Top of EXTRACTED INFORMATION

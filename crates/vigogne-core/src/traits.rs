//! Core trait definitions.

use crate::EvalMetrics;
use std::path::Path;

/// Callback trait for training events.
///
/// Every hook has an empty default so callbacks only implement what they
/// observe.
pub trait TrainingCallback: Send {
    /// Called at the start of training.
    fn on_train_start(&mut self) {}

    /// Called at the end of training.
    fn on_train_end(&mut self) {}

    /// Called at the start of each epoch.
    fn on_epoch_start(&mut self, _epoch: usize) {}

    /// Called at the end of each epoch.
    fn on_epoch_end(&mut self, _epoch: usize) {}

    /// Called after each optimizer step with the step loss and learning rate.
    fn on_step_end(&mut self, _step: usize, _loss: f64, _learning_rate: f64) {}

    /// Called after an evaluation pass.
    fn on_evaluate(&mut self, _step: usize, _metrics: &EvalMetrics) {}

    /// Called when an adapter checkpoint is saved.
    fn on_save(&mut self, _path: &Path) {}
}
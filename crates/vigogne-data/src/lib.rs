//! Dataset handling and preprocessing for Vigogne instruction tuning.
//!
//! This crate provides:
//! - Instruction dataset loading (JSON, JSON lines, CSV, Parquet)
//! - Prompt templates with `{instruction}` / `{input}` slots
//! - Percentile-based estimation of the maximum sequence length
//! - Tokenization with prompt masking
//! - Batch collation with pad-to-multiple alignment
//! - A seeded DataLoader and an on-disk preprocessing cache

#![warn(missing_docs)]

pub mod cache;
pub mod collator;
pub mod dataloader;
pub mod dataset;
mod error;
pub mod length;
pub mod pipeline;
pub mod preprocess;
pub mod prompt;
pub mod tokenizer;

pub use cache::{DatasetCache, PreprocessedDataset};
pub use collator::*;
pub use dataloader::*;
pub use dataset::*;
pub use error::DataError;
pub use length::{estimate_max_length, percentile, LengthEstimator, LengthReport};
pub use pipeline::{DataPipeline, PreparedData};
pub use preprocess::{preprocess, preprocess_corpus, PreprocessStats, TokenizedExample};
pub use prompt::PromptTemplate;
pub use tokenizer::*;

Bottom of EXTRACTED INFORMATION

**YOUR TASK:**
Return each record exactly as given.

**SOLUTION:**
filename crates/vigogne-core/src/traits.rs
//! Core trait definitions.

use crate::EvalMetrics;
use std::path::Path;

/// Callback trait for training events.
///
/// Every hook has an empty default so callbacks only implement what they
/// observe.
pub trait TrainingCallback: Send {
    /// Called at the start of training.
    fn on_train_start(&mut self) {}

    /// Called at the end of training.
    fn on_train_end(&mut self) {}

    /// Called at the start of each epoch.
    fn on_epoch_start(&mut self, _epoch: usize) {}

    /// Called at the end of each epoch.
    fn on_epoch_end(&mut self, _epoch: usize) {}

    /// Called after each optimizer step with the step loss and learning rate.
    fn on_step_end(&mut self, _step: usize, _loss: f64, _learning_rate: f64) {}

    /// Called after an evaluation pass.
    fn on_evaluate(&mut self, _step: usize, _metrics: &EvalMetrics) {}

    /// Called when an adapter checkpoint is saved.
    fn on_save(&mut self, _path: &Path) {}
}
filename crates/vigogne-data/src/lib.rs
//! Dataset handling and preprocessing for Vigogne instruction tuning.
//!
//! This crate provides:
//! - Instruction dataset loading (JSON, JSON lines, CSV, Parquet)
//! - Prompt templates with `{instruction}` / `{input}` slots
//! - Percentile-based estimation of the maximum sequence length
//! - Tokenization with prompt masking
//! - Batch collation with pad-to-multiple alignment
//! - A seeded DataLoader and an on-disk preprocessing cache

#![warn(missing_docs)]

pub mod cache;
pub mod collator;
pub mod dataloader;
pub mod dataset;
mod error;
pub mod length;
pub mod pipeline;
pub mod preprocess;
pub mod prompt;
pub mod tokenizer;

pub use cache::{DatasetCache, PreprocessedDataset};
pub use collator::*;
pub use dataloader::*;
pub use dataset::*;
pub use error::DataError;
pub use length::{estimate_max_length, percentile, LengthEstimator, LengthReport};
pub use pipeline::{DataPipeline, PreparedData};
pub use preprocess::{preprocess, preprocess_corpus, PreprocessStats, TokenizedExample};
pub use prompt::PromptTemplate;
pub use tokenizer::*;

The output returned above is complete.